NON, à la déformation de l’histoire politique révolutionnaire du Kamerun.
Je suis heureux du Pr Achille Mbembe pour sa réception du prestigieux prix Holberg 2024, une distinction relative aux multiples travaux et ouvrages du distingué.
Parmi ses travaux et livres surtout ceux concernant le Kamerun sur sa lutte de libération socio-politique dirigée par l’Union des Populations du Cameroun (UPC) et ensuite sa lutte armée révolutionnaire. Pour ces œuvres, j’exprime ma reconnaissance au Pr Mbembe pour la primauté d’avoir fait connaître les “Ecrits” de Ruben UM NYOBE, leader de l’UPC. Les “Écrits” jadis proscrits par l’Etat fasciste français et ensuite la soldatesque d’Ahidjo et autres.
Ceci dit, modestement, je m’insurge contre le Pr Mbembe pour sa déformation de la présentation idéologique de Ruben UM NYOBE et accessoirement de sa lecture singulière des étapes de la vie politique révolutionnaire de l’UPC.
1- La déformation de la présentation du choix idéologique de Ruben UM NYOBE.
Nous savons que l’instituteur communiste français Gaston Donnat est arrivé au Cameroun le 10 avril 1944. De là, Donnat avec d’autres communistes français à Yaoundé créèrent en juillet 1944 “Le Cercle d’études marxistes”. Même si pour les besoins d’officialisation ” Le Cercle d’études marxistes” prit une dénomination différente : ” Le Cercle d’études sociales et syndicales de Yaoundé.” (1).
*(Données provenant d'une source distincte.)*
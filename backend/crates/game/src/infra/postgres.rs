//! PostgreSQL Repository Implementations
//!
//! Every state change is one conditional statement, so concurrent requests
//! against the same row cannot both succeed where only one may. Changes that
//! touch a session and a balance run in one transaction, session row first.
//! Returning early drops the transaction, which rolls it back.

use chrono::{DateTime, NaiveDate, Utc};
use kernel::id::{GameSessionId, PlayerId};
use sqlx::PgPool;
use uuid::Uuid;

use crate::domain::entities::{GameSession, PlayerAccount, RoundOutcome};
use crate::domain::repository::{
    AccountLedger, DictionaryCache, GameSessionRepository, RoundLedger,
};
use crate::domain::value_objects::{Rack, Word};
use crate::error::{GameError, GameResult};

const SESSION_COLUMNS: &str = r#"
    game_session_id,
    player_id,
    letters,
    words,
    swaps_used,
    hints_revealed,
    score,
    gems_earned,
    duration_seconds,
    created_at,
    completed_at
"#;

const ACCOUNT_COLUMNS: &str = r#"
    player_id,
    gems,
    free_swaps_left,
    last_free_reset_at,
    best_score,
    total_gems,
    total_games
"#;

/// PostgreSQL-backed repository
#[derive(Clone)]
pub struct PgGameRepository {
    pool: PgPool,
}

impl PgGameRepository {
    pub fn new(pool: PgPool) -> Self {
        Self { pool }
    }
}

impl GameSessionRepository for PgGameRepository {
    async fn create(&self, session: &GameSession) -> GameResult<()> {
        sqlx::query(
            r#"
            INSERT INTO game_sessions (
                game_session_id,
                player_id,
                letters,
                words,
                swaps_used,
                hints_revealed,
                score,
                gems_earned,
                duration_seconds,
                created_at,
                completed_at
            ) VALUES ($1, $2, $3, $4, $5, $6, $7, $8, $9, $10, $11)
            "#,
        )
        .bind(session.id.into_uuid())
        .bind(session.player_id.into_uuid())
        .bind(session.rack.to_string())
        .bind(word_strings(&session.accepted_words))
        .bind(to_i32(session.swaps_used))
        .bind(session.hints_revealed)
        .bind(to_i32(session.score))
        .bind(to_i32(session.reward))
        .bind(to_i32(session.duration_seconds))
        .bind(session.created_at)
        .bind(session.completed_at)
        .execute(&self.pool)
        .await?;

        tracing::debug!(session_id = %session.id, "Game session stored");

        Ok(())
    }

    async fn find_owned(
        &self,
        session_id: GameSessionId,
        player_id: PlayerId,
    ) -> GameResult<Option<GameSession>> {
        let sql = format!(
            "SELECT {SESSION_COLUMNS} FROM game_sessions WHERE game_session_id = $1 AND player_id = $2"
        );
        let row = sqlx::query_as::<_, SessionRow>(&sql)
            .bind(session_id.into_uuid())
            .bind(player_id.into_uuid())
            .fetch_optional(&self.pool)
            .await?;

        Ok(row.map(SessionRow::into_session))
    }

    async fn finalize_abandoned(&self, cutoff: DateTime<Utc>) -> GameResult<u64> {
        let closed = sqlx::query(
            r#"
            UPDATE game_sessions
            SET words = '{}', score = 0, gems_earned = 0, duration_seconds = 0, completed_at = NOW()
            WHERE completed_at IS NULL AND created_at < $1
            "#,
        )
        .bind(cutoff)
        .execute(&self.pool)
        .await?
        .rows_affected();

        Ok(closed)
    }
}

impl AccountLedger for PgGameRepository {
    async fn daily_reset(
        &self,
        player_id: PlayerId,
        today: NaiveDate,
        allotment: u32,
    ) -> GameResult<PlayerAccount> {
        let sql = format!(
            r#"
            INSERT INTO players (player_id, gems, free_swaps_left, last_free_reset_at)
            VALUES ($1, 0, $3, $2)
            ON CONFLICT (player_id) DO UPDATE SET
                free_swaps_left = CASE
                    WHEN players.last_free_reset_at IS DISTINCT FROM $2
                    THEN GREATEST(players.free_swaps_left, $3)
                    ELSE players.free_swaps_left
                END,
                last_free_reset_at = $2,
                updated_at = NOW()
            RETURNING {ACCOUNT_COLUMNS}
            "#
        );
        let row = sqlx::query_as::<_, AccountRow>(&sql)
            .bind(player_id.into_uuid())
            .bind(today)
            .bind(to_i32(allotment))
            .fetch_one(&self.pool)
            .await?;

        Ok(row.into_account())
    }

    async fn exchange_for_swaps(
        &self,
        player_id: PlayerId,
        cost: u32,
        swaps: u32,
    ) -> GameResult<PlayerAccount> {
        let sql = format!(
            r#"
            UPDATE players
            SET gems = gems - $2, free_swaps_left = free_swaps_left + $3, updated_at = NOW()
            WHERE player_id = $1 AND gems >= $2
            RETURNING {ACCOUNT_COLUMNS}
            "#
        );
        let row = sqlx::query_as::<_, AccountRow>(&sql)
            .bind(player_id.into_uuid())
            .bind(to_i32(cost))
            .bind(to_i32(swaps))
            .fetch_optional(&self.pool)
            .await?;

        row.map(AccountRow::into_account)
            .ok_or(GameError::InsufficientCurrency)
    }
}

impl RoundLedger for PgGameRepository {
    async fn complete_and_record(
        &self,
        session_id: GameSessionId,
        player_id: PlayerId,
        outcome: &RoundOutcome,
    ) -> GameResult<Option<PlayerAccount>> {
        let mut tx = self.pool.begin().await?;

        let completed = sqlx::query(
            r#"
            UPDATE game_sessions
            SET words = $3,
                score = $4,
                gems_earned = $5,
                duration_seconds = $6,
                completed_at = $7
            WHERE game_session_id = $1 AND player_id = $2 AND completed_at IS NULL
            "#,
        )
        .bind(session_id.into_uuid())
        .bind(player_id.into_uuid())
        .bind(word_strings(&outcome.words))
        .bind(to_i32(outcome.score))
        .bind(to_i32(outcome.reward))
        .bind(to_i32(outcome.duration_seconds))
        .bind(outcome.completed_at)
        .execute(&mut *tx)
        .await?
        .rows_affected();

        if completed != 1 {
            return Ok(None);
        }

        let sql = format!(
            r#"
            UPDATE players
            SET gems = gems + $2,
                total_gems = total_gems + $2,
                best_score = GREATEST(best_score, $3),
                total_games = total_games + 1,
                updated_at = NOW()
            WHERE player_id = $1
            RETURNING {ACCOUNT_COLUMNS}
            "#
        );
        let account = sqlx::query_as::<_, AccountRow>(&sql)
            .bind(player_id.into_uuid())
            .bind(to_i32(outcome.reward))
            .bind(to_i32(outcome.score))
            .fetch_optional(&mut *tx)
            .await?
            .map(AccountRow::into_account)
            .ok_or_else(|| missing_account(player_id))?;

        tx.commit().await?;

        Ok(Some(account))
    }

    async fn swap_with_credit(
        &self,
        session_id: GameSessionId,
        player_id: PlayerId,
        rack: &Rack,
    ) -> GameResult<PlayerAccount> {
        let mut tx = self.pool.begin().await?;

        let swapped = sqlx::query(
            r#"
            UPDATE game_sessions
            SET letters = $3, swaps_used = swaps_used + 1
            WHERE game_session_id = $1 AND player_id = $2 AND completed_at IS NULL
            "#,
        )
        .bind(session_id.into_uuid())
        .bind(player_id.into_uuid())
        .bind(rack.to_string())
        .execute(&mut *tx)
        .await?
        .rows_affected();

        if swapped != 1 {
            return Err(GameError::SessionCompleted);
        }

        let sql = format!(
            r#"
            UPDATE players SET free_swaps_left = free_swaps_left - 1, updated_at = NOW()
            WHERE player_id = $1 AND free_swaps_left >= 1
            RETURNING {ACCOUNT_COLUMNS}
            "#
        );
        let account = sqlx::query_as::<_, AccountRow>(&sql)
            .bind(player_id.into_uuid())
            .fetch_optional(&mut *tx)
            .await?
            .map(AccountRow::into_account)
            .ok_or(GameError::NoSwapsAvailable)?;

        tx.commit().await?;

        Ok(account)
    }

    async fn reveal_with_debit(
        &self,
        session_id: GameSessionId,
        player_id: PlayerId,
        cost: u32,
    ) -> GameResult<Option<PlayerAccount>> {
        let mut tx = self.pool.begin().await?;

        let flagged = sqlx::query(
            r#"
            UPDATE game_sessions
            SET hints_revealed = TRUE
            WHERE game_session_id = $1 AND player_id = $2
              AND completed_at IS NULL AND NOT hints_revealed
            "#,
        )
        .bind(session_id.into_uuid())
        .bind(player_id.into_uuid())
        .execute(&mut *tx)
        .await?
        .rows_affected();

        if flagged != 1 {
            return Ok(None);
        }

        let sql = format!(
            r#"
            UPDATE players SET gems = gems - $2, updated_at = NOW()
            WHERE player_id = $1 AND gems >= $2
            RETURNING {ACCOUNT_COLUMNS}
            "#
        );
        let account = sqlx::query_as::<_, AccountRow>(&sql)
            .bind(player_id.into_uuid())
            .bind(to_i32(cost))
            .fetch_optional(&mut *tx)
            .await?
            .map(AccountRow::into_account)
            .ok_or(GameError::InsufficientCurrency)?;

        tx.commit().await?;

        Ok(Some(account))
    }
}

impl DictionaryCache for PgGameRepository {
    async fn get(&self, word: &Word, now: DateTime<Utc>) -> GameResult<Option<bool>> {
        let valid = sqlx::query_scalar::<_, bool>(
            "SELECT is_valid FROM dictionary_cache WHERE word = $1 AND expires_at > $2",
        )
        .bind(word.as_str())
        .bind(now)
        .fetch_optional(&self.pool)
        .await?;

        Ok(valid)
    }

    async fn put(&self, word: &Word, valid: bool, expires_at: DateTime<Utc>) -> GameResult<()> {
        sqlx::query(
            r#"
            INSERT INTO dictionary_cache (word, is_valid, expires_at)
            VALUES ($1, $2, $3)
            ON CONFLICT (word) DO UPDATE SET
                is_valid = EXCLUDED.is_valid,
                expires_at = EXCLUDED.expires_at
            "#,
        )
        .bind(word.as_str())
        .bind(valid)
        .bind(expires_at)
        .execute(&self.pool)
        .await?;

        Ok(())
    }

    async fn purge_expired(&self, now: DateTime<Utc>) -> GameResult<u64> {
        let purged = sqlx::query("DELETE FROM dictionary_cache WHERE expires_at <= $1")
            .bind(now)
            .execute(&self.pool)
            .await?
            .rows_affected();

        Ok(purged)
    }
}

fn missing_account(player_id: PlayerId) -> GameError {
    GameError::Internal(format!("account {player_id} vanished"))
}

fn to_i32(value: u32) -> i32 {
    i32::try_from(value).unwrap_or(i32::MAX)
}

fn to_u32(value: i32) -> u32 {
    u32::try_from(value).unwrap_or(0)
}

fn word_strings(words: &[Word]) -> Vec<String> {
    words.iter().map(|w| w.as_str().to_string()).collect()
}

#[derive(sqlx::FromRow)]
struct SessionRow {
    game_session_id: Uuid,
    player_id: Uuid,
    letters: String,
    words: Vec<String>,
    swaps_used: i32,
    hints_revealed: bool,
    score: i32,
    gems_earned: i32,
    duration_seconds: i32,
    created_at: DateTime<Utc>,
    completed_at: Option<DateTime<Utc>>,
}

impl SessionRow {
    fn into_session(self) -> GameSession {
        GameSession {
            id: GameSessionId::from_uuid(self.game_session_id),
            player_id: PlayerId::from_uuid(self.player_id),
            rack: Rack::parse(&self.letters),
            accepted_words: self.words.iter().map(|w| Word::normalize(w)).collect(),
            swaps_used: to_u32(self.swaps_used),
            hints_revealed: self.hints_revealed,
            score: to_u32(self.score),
            reward: to_u32(self.gems_earned),
            duration_seconds: to_u32(self.duration_seconds),
            created_at: self.created_at,
            completed_at: self.completed_at,
        }
    }
}

#[derive(sqlx::FromRow)]
struct AccountRow {
    player_id: Uuid,
    gems: i32,
    free_swaps_left: i32,
    last_free_reset_at: Option<NaiveDate>,
    best_score: i32,
    total_gems: i32,
    total_games: i32,
}

impl AccountRow {
    fn into_account(self) -> PlayerAccount {
        PlayerAccount {
            player_id: PlayerId::from_uuid(self.player_id),
            gems: to_u32(self.gems),
            free_swaps_left: to_u32(self.free_swaps_left),
            last_free_reset_at: self.last_free_reset_at,
            best_score: to_u32(self.best_score),
            total_gems: to_u32(self.total_gems),
            total_games: to_u32(self.total_games),
        }
    }
}
//! Account Snapshot Use Case

use std::sync::Arc;

use chrono::NaiveDate;
use kernel::id::PlayerId;

use crate::application::config::GameConfig;
use crate::domain::entities::PlayerAccount;
use crate::domain::repository::AccountLedger;
use crate::error::GameResult;

/// Input DTO for account snapshot
#[derive(Debug, Clone)]
pub struct AccountInput {
    pub player_id: PlayerId,
    pub today: NaiveDate,
}

/// Account Snapshot Use Case
pub struct AccountUseCase<L>
where
    L: AccountLedger,
{
    ledger: Arc<L>,
    config: Arc<GameConfig>,
}

impl<L> AccountUseCase<L>
where
    L: AccountLedger,
{
    pub fn new(ledger: Arc<L>, config: Arc<GameConfig>) -> Self {
        Self { ledger, config }
    }

    pub async fn execute(&self, input: AccountInput) -> GameResult<PlayerAccount> {
        self.ledger
            .daily_reset(input.player_id, input.today, self.config.free_swaps_per_day)
            .await
    }
}
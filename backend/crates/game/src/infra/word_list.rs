//! Word list file loader
//!
//! One entry per line, either `word` or `word frequency`. Only the first
//! token is kept. A missing or unreadable file yields an empty layer.

use std::path::Path;

use crate::domain::dictionary::StaticWordSet;
use crate::domain::value_objects::Word;

pub const WORD_LIST_LAYER: &str = "word-list";

/// Words from file contents, normalized. Blank lines and `#` comments are skipped.
pub fn parse_word_list(contents: &str) -> impl Iterator<Item = Word> + '_ {
    contents
        .lines()
        .map(|line| line.trim_start_matches('\u{feff}'))
        .filter_map(|line| line.split_whitespace().next())
        .filter(|token| !token.starts_with('#'))
        .map(Word::normalize)
        .filter(|word| !word.is_empty())
}

pub async fn load_word_list(path: &Path) -> StaticWordSet {
    match tokio::fs::read_to_string(path).await {
        Ok(contents) => {
            let set = StaticWordSet::new(WORD_LIST_LAYER, parse_word_list(&contents));
            tracing::info!(path = %path.display(), words = set.len(), "Word list loaded");
            set
        }
        Err(e) => {
            tracing::warn!(
                path = %path.display(),
                error = %e,
                "Word list unavailable; continuing without it"
            );
            StaticWordSet::new(WORD_LIST_LAYER, std::iter::empty())
        }
    }
}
Et son but officiel : <<faire connaître à ses adhérents les principes qui régissent la constitution d’une société démocratique>>(2). Néanmoins pour Donnat et ses camarades, le bien fondé et l’orientation du “Cercle” demeurent clairs : << La formation et la préparation, sous les auspices du marxisme, des jeunes Kamerunais d’alors à la décolonisation et aux destinés de leur pays.>> (3).
Au Kamerun, un “Cercle d’études marxistes ” exista à Yaoundé et un autre à Douala. Tous les deux dirigés par les militants communistes français de divers secteurs d’activités. C’est de là que sortirent les premiers cadres autochtones, dirigeants des syndicats naissants et ensuite la plupart d’eux s’engagerent dans les premières luttes politiques pour la décolonisation du Kamerun.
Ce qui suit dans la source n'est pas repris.